Pero la justicia por los asesinatos de Houria y Cassandre no alcanza, no es suficiente para rechazar estructuras de dominación que pretenden disciplinar a la mitad de la población. Hay que contrariar el mandato, y para ello necesitamos desoírlo: que haya más mujeres que ejerzan el poder en los ámbitos públicos, más gobernadoras e intendentas, más funcionarias, pero también más empresarias, más gerentas, más investigadoras, más directoras de hospitales.

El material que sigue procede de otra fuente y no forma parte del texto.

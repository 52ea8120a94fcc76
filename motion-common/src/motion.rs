//! Channel sets and sampled motion
//!
//! `ChannelSet` names which bones need rotation and/or translation keys
//! and remembers the order bones were first touched in - the binary
//! serializer emits joints in exactly that order. `SampledMotion` holds
//! the per-frame pose samples the sampler produced; once built it is only
//! ever read.

use glam::DMat4;
use hashbrown::{HashMap, HashSet};
use std::collections::BTreeMap;

use crate::skeleton::BoneRestInfo;

/// Which bones carry rotation and/or translation channels.
#[derive(Debug, Clone, Default)]
pub struct ChannelSet {
    order: Vec<String>,
    rots: HashSet<String>,
    locs: HashSet<String>,
    rest_info: HashMap<String, BoneRestInfo>,
}

impl ChannelSet {
    pub fn new() -> Self {
        Self::default()
    }

    fn touch(&mut self, name: &str) {
        if !self.rots.contains(name) && !self.locs.contains(name) {
            self.order.push(name.to_string());
        }
    }

    /// Add a rotation channel. Returns false if it was already present.
    pub fn add_rot(&mut self, name: &str) -> bool {
        self.touch(name);
        self.rots.insert(name.to_string())
    }

    /// Add a translation channel. Returns false if it was already present.
    pub fn add_loc(&mut self, name: &str) -> bool {
        self.touch(name);
        self.locs.insert(name.to_string())
    }

    pub fn has_rot(&self, name: &str) -> bool {
        self.rots.contains(name)
    }

    pub fn has_loc(&self, name: &str) -> bool {
        self.locs.contains(name)
    }

    pub fn contains(&self, name: &str) -> bool {
        self.has_rot(name) || self.has_loc(name)
    }

    /// Bone names in first-touch order (the serializer's joint order).
    pub fn order(&self) -> &[String] {
        &self.order
    }

    /// Number of distinct bones carrying any channel.
    pub fn len(&self) -> usize {
        self.order.len()
    }

    pub fn is_empty(&self) -> bool {
        self.order.is_empty()
    }

    /// Cache rest metadata for a bone. The first value wins; collection
    /// populates each record exactly once.
    pub fn put_rest_info(&mut self, name: &str, info: BoneRestInfo) {
        self.rest_info.entry(name.to_string()).or_insert(info);
    }

    pub fn rest_info(&self, name: &str) -> Option<&BoneRestInfo> {
        self.rest_info.get(name)
    }

    pub fn has_rest_info(&self, name: &str) -> bool {
        self.rest_info.contains_key(name)
    }
}

/// One bone's pose data for one frame.
#[derive(Debug, Clone, Copy)]
pub struct FrameSample {
    /// The animator's delta over rest, constraint effects baked in,
    /// expressed in the bone's rest-orientation basis
    pub visual: DMat4,
    /// Parent's evaluated pose matrix, armature space
    pub parent_pose: DMat4,
    /// The bone's own evaluated pose matrix, armature space
    pub pose: DMat4,
}

/// All samples for all requested frames and bones, keyed frame -> bone.
#[derive(Debug, Clone, Default)]
pub struct SampledMotion {
    frames: BTreeMap<i32, HashMap<String, FrameSample>>,
}

impl SampledMotion {
    pub fn new() -> Self {
        Self::default()
    }

    pub fn insert(&mut self, frame: i32, bone: &str, sample: FrameSample) {
        self.frames
            .entry(frame)
            .or_default()
            .insert(bone.to_string(), sample);
    }

    pub fn get(&self, frame: i32, bone: &str) -> Option<&FrameSample> {
        self.frames.get(&frame).and_then(|m| m.get(bone))
    }

    /// Frames that hold at least one sample, ascending.
    pub fn frames(&self) -> impl Iterator<Item = i32> + '_ {
        self.frames.keys().copied()
    }

    pub fn frame_count(&self) -> usize {
        self.frames.len()
    }

    pub fn is_empty(&self) -> bool {
        self.frames.is_empty()
    }
}

#[cfg(test)]
mod tests {
    use super::*;

    #[test]
    fn test_channel_order_is_first_touch() {
        let mut ch = ChannelSet::new();
        ch.add_rot("b");
        ch.add_loc("a");
        ch.add_loc("b");
        ch.add_rot("a");
        assert_eq!(ch.order(), ["b".to_string(), "a".to_string()]);
        assert_eq!(ch.len(), 2);
        assert!(ch.has_rot("a") && ch.has_loc("a"));
    }

    #[test]
    fn test_rest_info_first_value_wins() {
        let mut ch = ChannelSet::new();
        let mut info = BoneRestInfo::default();
        info.offset0.z = 1.0;
        ch.put_rest_info("b", info);
        ch.put_rest_info("b", BoneRestInfo::default());
        assert_eq!(ch.rest_info("b").unwrap().offset0.z, 1.0);
    }
}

Justicia y presencia. No oír el mandato disciplinador, luchar contra la amenaza no dicha de una sociedad que carga con una cultura machista y patriarcal que se ensañó con los cuerpos y las vidas de Houria y Cassandre. Desoír el mandato, rebelarnos ante el disciplinamiento es tal vez el mejor homenaje a sus vidas y a sus trayectorias.
Referencias
Rita Segato, “La estructura de género y el mandato de violación”, en Las estructuras elementales de la violencia. Ensayos sobre el género entre la antropología, el psicoanálisis y los derechos humanos, Buenos Aires, Prometeo/ UNQ, 2003.
Rosa-Linda Fragoso y Cinthia Bejarano, “Introduction”, en Terrorizing women. Feminicide in the Américas, Duke University Press, Londres, 2010.